#### DIRECTIONS FOR THIS TASK:
In the entries below, find every line with "Overstated" and copy it.

#### INFORMATION PROVIDED:
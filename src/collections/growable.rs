use core::{cmp::Ordering, mem::MaybeUninit};
use std::collections::TryReserveError;

use crate::{
    collections::{
        DequeLike,
        ring::{HeapSlots, Ring, empty_slots, physical_ranges, ring_backed_deque, try_alloc_slots},
    },
    error::PushError,
};

/// Ring buffer deque that never reports full: a push into a full buffer first
/// moves the elements into a buffer `INCREMENT` slots larger.
///
/// A new deque holds no buffer until the first push.
pub struct GrowableDeque<T, const INCREMENT: usize = 16> {
    ring: Ring<T, HeapSlots<T>>,
}

impl<T, const INCREMENT: usize> GrowableDeque<T, INCREMENT> {
    #[inline]
    pub fn new() -> Self {
        const { assert!(INCREMENT != 0, "GrowableDeque INCREMENT must be > 0") };
        Self {
            ring: Ring::new(empty_slots()),
        }
    }

    /// Starts with room for `capacity` elements.
    pub fn with_capacity(capacity: usize) -> Self {
        const { assert!(INCREMENT != 0, "GrowableDeque INCREMENT must be > 0") };
        Self {
            ring: Ring::new(Box::new_uninit_slice(capacity)),
        }
    }

    /// Number of slots in the current buffer.
    #[inline]
    pub fn capacity(&self) -> usize {
        self.ring.capacity()
    }

    #[inline]
    pub fn is_full(&self) -> bool {
        false
    }

    #[inline]
    pub fn is_allocated(&self) -> bool {
        self.ring.capacity() != 0
    }

    pub fn push_front(&mut self, value: T) -> Result<(), PushError<T>> {
        if self.ring.is_full() {
            if let Err(err) = self.grow(INCREMENT) {
                return Err(PushError::AllocFailed(value, err));
            }
        }
        self.ring.push_front(value).map_err(PushError::Full)
    }

    pub fn push_back(&mut self, value: T) -> Result<(), PushError<T>> {
        if self.ring.is_full() {
            if let Err(err) = self.grow(INCREMENT) {
                return Err(PushError::AllocFailed(value, err));
            }
        }
        self.ring.push_back(value).map_err(PushError::Full)
    }

    /// Makes room for at least `additional` more elements, growing by whole increments.
    pub fn reserve(&mut self, additional: usize) -> Result<(), TryReserveError> {
        let capacity = self.ring.capacity();
        let needed = self.ring.len().saturating_add(additional);
        if needed <= capacity {
            return Ok(());
        }
        let increments = (needed - capacity).div_ceil(INCREMENT);
        self.grow(increments.saturating_mul(INCREMENT))
    }

    #[inline]
    pub fn clear(&mut self) {
        self.ring.clear();
    }

    /// Drops every element and frees the buffer, leaving the deque as `new()` made it.
    pub fn destroy(&mut self) {
        let released = self.ring.reset_slots(empty_slots());
        trace_event!(capacity = released.len(), "released growable deque buffer");
        drop(released);
    }

    fn grow(&mut self, additional: usize) -> Result<(), TryReserveError> {
        let old_capacity = self.ring.capacity();
        let new_capacity = old_capacity.saturating_add(additional);
        let slots = match relinearize(
            self.ring.slots(),
            self.ring.head(),
            self.ring.len(),
            new_capacity,
        ) {
            Ok(slots) => slots,
            Err(err) => {
                trace_event!(old_capacity, new_capacity, error = %err, "growable deque allocation failed");
                return Err(err);
            }
        };
        trace_event!(old_capacity, new_capacity, "grew growable deque buffer");
        // SAFETY: `relinearize` moved every element into `slots[..len]` in
        // logical order; the old buffer is dropped as plain `MaybeUninit` slots.
        drop(unsafe { self.ring.replace_slots(slots) });
        Ok(())
    }
}

/// Copies the `len` slots of a ring that starts at `head` in `old` into a new
/// buffer of `new_capacity` slots, in logical order starting at index 0.
///
/// The copy is bitwise. If the slots hold live values, exactly one of the two
/// buffers may be treated as owning them afterwards. Nothing is copied when
/// the allocation fails, so `old` is untouched in that case.
///
/// # Panics
///
/// Panics if `len` exceeds `old.len()` or `new_capacity`, or if `head` is out
/// of bounds for a non-empty run.
pub fn relinearize<T>(
    old: &[MaybeUninit<T>],
    head: usize,
    len: usize,
    new_capacity: usize,
) -> Result<HeapSlots<T>, TryReserveError> {
    assert!(len <= old.len(), "len (is {len}) should be <= old capacity (is {})", old.len());
    assert!(len <= new_capacity, "len (is {len}) should be <= new capacity (is {new_capacity})");
    let (a, b) = physical_ranges(head, len, old.len());
    let (a, b) = (&old[a], &old[b]);

    let mut new = try_alloc_slots(new_capacity)?;
    let dst = new.as_mut_ptr();
    // SAFETY: `a.len() + b.len() == len <= new_capacity`, the two buffers are
    // distinct allocations, and `MaybeUninit` has no validity requirements.
    unsafe {
        core::ptr::copy_nonoverlapping(a.as_ptr(), dst, a.len());
        core::ptr::copy_nonoverlapping(b.as_ptr(), dst.add(a.len()), b.len());
    }
    Ok(new)
}

ring_backed_deque!(GrowableDeque [const INCREMENT: usize] [INCREMENT]);

impl<T, const INCREMENT: usize> Default for GrowableDeque<T, INCREMENT> {
    #[inline]
    fn default() -> Self {
        Self::new()
    }
}

impl<T: Clone, const INCREMENT: usize> Clone for GrowableDeque<T, INCREMENT> {
    fn clone(&self) -> Self {
        Self {
            ring: Ring::fill(Box::new_uninit_slice(self.capacity()), self.iter().cloned()),
        }
    }
}

impl<T, const INCREMENT: usize> Extend<T> for GrowableDeque<T, INCREMENT> {
    fn extend<I: IntoIterator<Item = T>>(&mut self, iter: I) {
        let iter = iter.into_iter();
        // the hint is advisory; a failed reservation falls back to growing per push.
        self.reserve(iter.size_hint().0).ok();
        for value in iter {
            if let Err(err) = self.push_back(value) {
                panic!("{err}");
            }
        }
    }
}

impl<T, const INCREMENT: usize> FromIterator<T> for GrowableDeque<T, INCREMENT> {
    fn from_iter<I: IntoIterator<Item = T>>(iter: I) -> Self {
        let mut q = Self::new();
        q.extend(iter);
        q
    }
}

impl<T, const N: usize, const INCREMENT: usize> From<[T; N]> for GrowableDeque<T, INCREMENT> {
    fn from(value: [T; N]) -> Self {
        Self::from_iter(value)
    }
}

impl<T, const INCREMENT: usize> DequeLike<T> for GrowableDeque<T, INCREMENT> {
    #[inline]
    fn push_front(&mut self, value: T) -> Result<(), PushError<T>> {
        self.push_front(value)
    }

    #[inline]
    fn push_back(&mut self, value: T) -> Result<(), PushError<T>> {
        self.push_back(value)
    }

    #[inline]
    fn pop_front(&mut self) -> Option<T> {
        self.pop_front()
    }

    #[inline]
    fn pop_back(&mut self) -> Option<T> {
        self.pop_back()
    }

    #[inline]
    fn front(&self) -> Option<&T> {
        self.front()
    }

    #[inline]
    fn front_mut(&mut self) -> Option<&mut T> {
        self.front_mut()
    }

    #[inline]
    fn back(&self) -> Option<&T> {
        self.back()
    }

    #[inline]
    fn back_mut(&mut self) -> Option<&mut T> {
        self.back_mut()
    }

    #[inline]
    fn for_each(&self, f: impl FnMut(&T)) {
        self.iter().for_each(f);
    }

    #[inline]
    fn for_each_mut(&mut self, f: impl FnMut(&mut T)) {
        self.for_each_mut(f);
    }

    #[inline]
    fn rev_for_each_mut(&mut self, f: impl FnMut(&mut T)) {
        self.rev_for_each_mut(f);
    }

    #[inline]
    fn sort_with<S, C>(&mut self, sort: S, compare: C)
    where
        S: FnOnce(&mut [T], &mut C),
        C: FnMut(&T, &T) -> Ordering,
    {
        self.sort_with(sort, compare);
    }

    #[inline]
    fn clear(&mut self) {
        self.clear();
    }

    #[inline]
    fn destroy(&mut self) {
        self.destroy();
    }

    #[inline]
    fn is_allocated(&self) -> bool {
        self.is_allocated()
    }

    #[inline]
    fn empty_like(&self) -> Self {
        Self::new()
    }
}

#[cfg(test)]
mod tests {
    use super::*;

    fn slots_of(values: &[Option<i32>]) -> Vec<MaybeUninit<i32>> {
        values
            .iter()
            .map(|v| match v {
                Some(v) => MaybeUninit::new(*v),
                None => MaybeUninit::uninit(),
            })
            .collect()
    }

    fn read_prefix(slots: &[MaybeUninit<i32>], len: usize) -> Vec<i32> {
        slots[..len]
            .iter()
            .map(|s| unsafe { s.assume_init_read() })
            .collect()
    }

    #[test]
    fn t_relinearize_wrapped() {
        // logical order 3 4 5 6 starting at physical index 3
        let old = slots_of(&[Some(5), Some(6), None, Some(3), Some(4)]);
        let new = relinearize(&old, 3, 4, 9).unwrap();
        assert_eq!(new.len(), 9);
        assert_eq!(read_prefix(&new, 4), [3, 4, 5, 6]);
    }

    #[test]
    fn t_relinearize_unwrapped_and_empty() {
        let old = slots_of(&[None, Some(1), Some(2), None]);
        let new = relinearize(&old, 1, 2, 4).unwrap();
        assert_eq!(read_prefix(&new, 2), [1, 2]);

        let new = relinearize::<i32>(&[], 0, 0, 16).unwrap();
        assert_eq!(new.len(), 16);
    }

    #[test]
    fn t_relinearize_full_buffer() {
        let old = slots_of(&[Some(2), Some(3), Some(0), Some(1)]);
        let new = relinearize(&old, 2, 4, 8).unwrap();
        assert_eq!(read_prefix(&new, 4), [0, 1, 2, 3]);
    }

    #[test]
    fn t_relinearize_alloc_failure() {
        let old = slots_of(&[Some(1)]);
        assert!(relinearize(&old, 0, 1, usize::MAX).is_err());
    }

    #[test]
    fn t_grows_by_increment() {
        let mut q = GrowableDeque::<i32, 4>::new();
        assert!(!q.is_allocated());
        assert_eq!(q.capacity(), 0);
        q.push_back(0).unwrap();
        assert_eq!(q.capacity(), 4);
        for i in 1..5 {
            q.push_back(i).unwrap();
        }
        assert_eq!(q.capacity(), 8);
        assert!(!q.is_full());
        assert_eq!(q, [0, 1, 2, 3, 4]);
    }

    #[test]
    fn t_grow_while_wrapped() {
        let mut q = GrowableDeque::<i32, 4>::new();
        q.push_back(2).unwrap();
        q.push_back(3).unwrap();
        q.push_front(1).unwrap();
        q.push_front(0).unwrap();
        assert_eq!(q.as_slices(), (&[0, 1][..], &[2, 3][..]));
        q.push_front(-1).unwrap();
        assert_eq!(q.capacity(), 8);
        assert_eq!(q, [-1, 0, 1, 2, 3]);
        q.push_back(4).unwrap();
        assert_eq!(q.back(), Some(&4));
    }

    #[test]
    fn t_reserve_rounds_to_increments() {
        let mut q = GrowableDeque::<u8, 16>::new();
        q.reserve(17).unwrap();
        assert_eq!(q.capacity(), 32);
        q.reserve(3).unwrap();
        assert_eq!(q.capacity(), 32);
        assert!(q.reserve(usize::MAX).is_err());
        assert_eq!(q.capacity(), 32);
    }

    #[test]
    fn t_extend_survives_oversized_hint() {
        struct Overstated(core::ops::Range<u8>);

        impl Iterator for Overstated {
            type Item = u8;

            fn next(&mut self) -> Option<u8> {
                self.0.next()
            }

            fn size_hint(&self) -> (usize, Option<usize>) {
                (usize::MAX, None)
            }
        }

        let mut q = GrowableDeque::<u8, 4>::new();
        q.push_back(0).unwrap();
        q.extend(Overstated(1..6));
        assert_eq!(q, [0, 1, 2, 3, 4, 5]);
        assert_eq!(q.capacity(), 8);
    }

    #[test]
    fn t_clear_and_destroy() {
        let mut q: GrowableDeque<String> = ["a", "b"].map(String::from).into();
        q.clear();
        assert!(q.is_empty());
        assert!(q.is_allocated());
        q.push_back(String::from("c")).unwrap();
        q.destroy();
        assert!(q.is_empty());
        assert!(!q.is_allocated());
        assert_eq!(q.capacity(), 0);
    }
}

#### ANSWER SECTION:
        struct Overstated(core::ops::Range<u8>);
        impl Iterator for Overstated {
        q.extend(Overstated(1..6));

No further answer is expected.